• Exercise instructions
Your task is to copy each line of the material that includes "count".

··· Provided information ···

use std::env;
use std::fs;
use std::path::PathBuf;
use std::sync::{Mutex, MutexGuard};
use std::time::{Duration, Instant};

use dropshell::core::commands::Flow;
use dropshell::core::config::ShellConfig;
use dropshell::error::ShellError;
use dropshell::process::reap_finished;
use dropshell::shell::Interpreter;

// Tests here fork children and reap with waitpid(-1), and some change the
// working directory, so they must not overlap.
static SERIAL: Mutex<()> = Mutex::new(());

fn serial() -> MutexGuard<'static, ()> {
    SERIAL.lock().unwrap_or_else(|poisoned| poisoned.into_inner())
}

struct CwdGuard(PathBuf);

impl CwdGuard {
    fn new() -> Self {
        CwdGuard(env::current_dir().unwrap())
    }
}

impl Drop for CwdGuard {
    fn drop(&mut self) {
        let _ = env::set_current_dir(&self.0);
    }
}

fn interpreter() -> Interpreter {
    Interpreter::new(&ShellConfig::default())
}

fn eval(sh: &mut Interpreter, line: &str) -> (Result<Flow, ShellError>, String) {
    let mut out = Vec::new();
    let result = sh.eval(line, &mut out);
    (result, String::from_utf8(out).unwrap())
}

fn history_of(sh: &Interpreter) -> Option<String> {
    sh.state().history.peek().map(str::to_owned)
}

#[test]
fn test_blank_lines_are_no_ops() {
    let _lock = serial();
    let mut sh = interpreter();
    eval(&mut sh, "echo first");

    for line in ["", "   ", "\t \t", "\n"] {
        let (result, out) = eval(&mut sh, line);
        assert!(matches!(result, Ok(Flow::Continue)));
        assert!(out.is_empty());
    }
    assert_eq!(history_of(&sh).as_deref(), Some("echo first"));
}

#[test]
fn test_history_records_exact_line() {
    let _lock = serial();
    let mut sh = interpreter();

    eval(&mut sh, "echo  spaced\targs\n");
    assert_eq!(history_of(&sh).as_deref(), Some("echo  spaced\targs"));

    let (result, _) = eval(&mut sh, "true &");
    assert!(result.is_ok());
    assert_eq!(history_of(&sh).as_deref(), Some("true &"));

    let (_, out) = eval(&mut sh, "history");
    assert_eq!(out, "Last command: history\n");
}

#[test]
fn test_replay_without_history() {
    let _lock = serial();
    let mut sh = interpreter();

    let (result, out) = eval(&mut sh, "!!");
    assert!(matches!(result, Err(ShellError::NoHistory)));
    assert!(out.is_empty());
    assert!(!sh.state().history.is_available());

    let (_, out) = eval(&mut sh, "history");
    assert_eq!(out, "No commands in history.\n");
}

#[test]
fn test_replay_runs_stored_line() {
    let _lock = serial();
    let dir = tempfile::tempdir().unwrap();
    let target = dir.path().join("count.txt");
    // Lines carry no quoting, so the side effect lives in a script file.
    let script = dir.path().join("append.sh");
    fs::write(&script, format!("echo x >> {}\n", target.display())).unwrap();
    let line_to_replay = format!("sh {}", script.display());

    let mut sh = interpreter();
    eval(&mut sh, &line_to_replay).0.unwrap();

    let (result, out) = eval(&mut sh, "  !!  ");
    assert!(matches!(result, Ok(Flow::Continue)));
    assert_eq!(out, format!("{}\n", line_to_replay));
    assert_eq!(history_of(&sh), Some(line_to_replay));
    assert_eq!(fs::read_to_string(&target).unwrap(), "x\nx\n");
}

#[test]
fn test_foreground_echo() {
    let _lock = serial();
    let mut sh = interpreter();
    let (result, out) = eval(&mut sh, "echo hi");
    assert!(matches!(result, Ok(Flow::Continue)));
    assert!(out.is_empty());
}

#[test]
fn test_unknown_program_is_not_fatal() {
    let _lock = serial();
    let mut sh = interpreter();
    let (result, _) = eval(&mut sh, "dropsh-no-such-program --flag");
    assert!(matches!(result, Ok(Flow::Continue)));
}

#[test]
fn test_pipeline_carries_bytes() {
    let _lock = serial();
    let dir = tempfile::tempdir().unwrap();
    let target = dir.path().join("piped.txt");

    let mut sh = interpreter();
    let line = format!("printf hello\\nworld\\n | tee {}", target.display());
    let (result, _) = eval(&mut sh, &line);

    assert!(matches!(result, Ok(Flow::Continue)));
    assert_eq!(fs::read_to_string(&target).unwrap(), "hello\nworld\n");
}

#[test]
fn test_pipeline_matches_standalone_listing() {
    let _lock = serial();
    let dir = tempfile::tempdir().unwrap();
    for name in ["a", "b", "c"] {
        fs::write(dir.path().join(name), "").unwrap();
    }
    let listing = tempfile::tempdir().unwrap();
    let target = listing.path().join("ls.txt");

    let mut sh = interpreter();
    let line = format!("ls {} | tee {}", dir.path().display(), target.display());
    eval(&mut sh, &line).0.unwrap();

    assert_eq!(fs::read_to_string(&target).unwrap().lines().count(), 3);
}

#[test]
fn test_background_pipeline_rejected() {
    let _lock = serial();
    let dir = tempfile::tempdir().unwrap();
    let target = dir.path().join("never.txt");

    let mut sh = interpreter();
    let line = format!("echo hi | tee {} &", target.display());
    let (result, _) = eval(&mut sh, &line);

    assert!(matches!(result, Err(ShellError::BackgroundPipeline)));
    assert!(!target.exists());
    assert_eq!(history_of(&sh), Some(line));
}

#[test]
fn test_empty_pipeline_side_rejected() {
    let _lock = serial();
    let mut sh = interpreter();
    let (result, _) = eval(&mut sh, "ls |");
    assert!(matches!(result, Err(ShellError::ProcessError(_))));
}

#[test]
fn test_background_returns_immediately_and_is_reaped() {
    let _lock = serial();
    let mut sh = interpreter();

    let started = Instant::now();
    let (result, out) = eval(&mut sh, "sleep 1 &");
    assert!(matches!(result, Ok(Flow::Continue)));
    assert!(started.elapsed() < Duration::from_millis(900));

    let pid: i32 = out
        .trim()
        .strip_prefix("[Process ")
        .and_then(|rest| rest.strip_suffix(" running in background]"))
        .unwrap()
        .parse()
        .unwrap();

    let mut reaped = false;
    for _ in 0..100 {
        if reap_finished().iter().any(|(p, _)| *p == pid) {
            reaped = true;
            break;
        }
        std::thread::sleep(Duration::from_millis(50));
    }
    assert!(reaped, "background child {} was never reaped", pid);
}

#[test]
fn test_cd_and_pwd() {
    let _lock = serial();
    let _cwd = CwdGuard::new();
    let mut sh = interpreter();

    let (_, before) = eval(&mut sh, "pwd");
    eval(&mut sh, "cd /tmp").0.unwrap();
    let (_, after) = eval(&mut sh, "pwd");

    let tmp = fs::canonicalize("/tmp").unwrap();
    assert_eq!(PathBuf::from(after.trim()), tmp);
    assert_ne!(before, after);
}

#[test]
fn test_cd_invalid_path_keeps_directory() {
    let _lock = serial();
    let _cwd = CwdGuard::new();
    let mut sh = interpreter();

    let (_, before) = eval(&mut sh, "pwd");
    let (result, _) = eval(&mut sh, "cd /path/that/does/not/exist");
    let (_, after) = eval(&mut sh, "pwd");

    assert!(matches!(result, Err(ShellError::Command(_))));
    assert_eq!(before, after);
}

#[test]
fn test_cd_without_argument_goes_home() {
    let _lock = serial();
    let _cwd = CwdGuard::new();
    let home = tempfile::tempdir().unwrap();
    let old_home = env::var_os("HOME");
    env::set_var("HOME", home.path());

    let mut sh = interpreter();
    let result = eval(&mut sh, "cd").0;
    let now = env::current_dir().unwrap();

    match old_home {
        Some(value) => env::set_var("HOME", value),
        None => env::remove_var("HOME"),
    }
    assert!(result.is_ok());
    assert_eq!(now, fs::canonicalize(home.path()).unwrap());
}

#[test]
fn test_builtins_take_priority_over_pipe_and_background() {
    let _lock = serial();
    let mut sh = interpreter();
    eval(&mut sh, "echo kept").0.unwrap();

    let (result, out) = eval(&mut sh, "help | wc -l &");
    assert!(matches!(result, Ok(Flow::Continue)));
    assert!(out.contains("Built-in commands"));

    let (result, _) = eval(&mut sh, "exit &");
    assert!(matches!(result, Ok(Flow::Exit)));
}

#[test]
fn test_exit() {
    let _lock = serial();
    let mut sh = interpreter();
    let (result, out) = eval(&mut sh, "exit");
    assert!(matches!(result, Ok(Flow::Exit)));
    assert!(out.is_empty());
}

#[test]
fn test_input_limits() {
    let _lock = serial();
    let config = ShellConfig {
        max_line_length: 80,
        max_args: 4,
        ..ShellConfig::default()
    };
    let mut sh = Interpreter::new(&config);

    let long = format!("echo {}", "x".repeat(80));
    assert!(matches!(
        eval(&mut sh, &long).0,
        Err(ShellError::LineTooLong { max: 80, .. })
    ));
    assert!(!sh.state().history.is_available());

    assert!(matches!(
        eval(&mut sh, "echo a b c d").0,
        Err(ShellError::TooManyArguments { count: 5, max: 4 })
    ));
    assert!(eval(&mut sh, "echo a b c &").0.is_ok());
}

#[test]
fn test_quiet_suppresses_echo_and_notices() {
    let _lock = serial();
    let config = ShellConfig {
        quiet: true,
        ..ShellConfig::default()
    };
    let mut sh = Interpreter::new(&config);

    let (result, out) = eval(&mut sh, "true &");
    assert!(matches!(result, Ok(Flow::Continue)));
    assert!(out.is_empty());

    let (result, out) = eval(&mut sh, "!!");
    assert!(matches!(result, Ok(Flow::Continue)));
    assert!(out.is_empty());
    assert_eq!(history_of(&sh).as_deref(), Some("true &"));

    let (_, out) = eval(&mut sh, "history");
    assert_eq!(out, "Last command: history\n");
}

···

• Response to this task
    let target = dir.path().join("count.txt");
    assert_eq!(fs::read_to_string(&target).unwrap().lines().count(), 3);
        Err(ShellError::TooManyArguments { count: 5, max: 4 })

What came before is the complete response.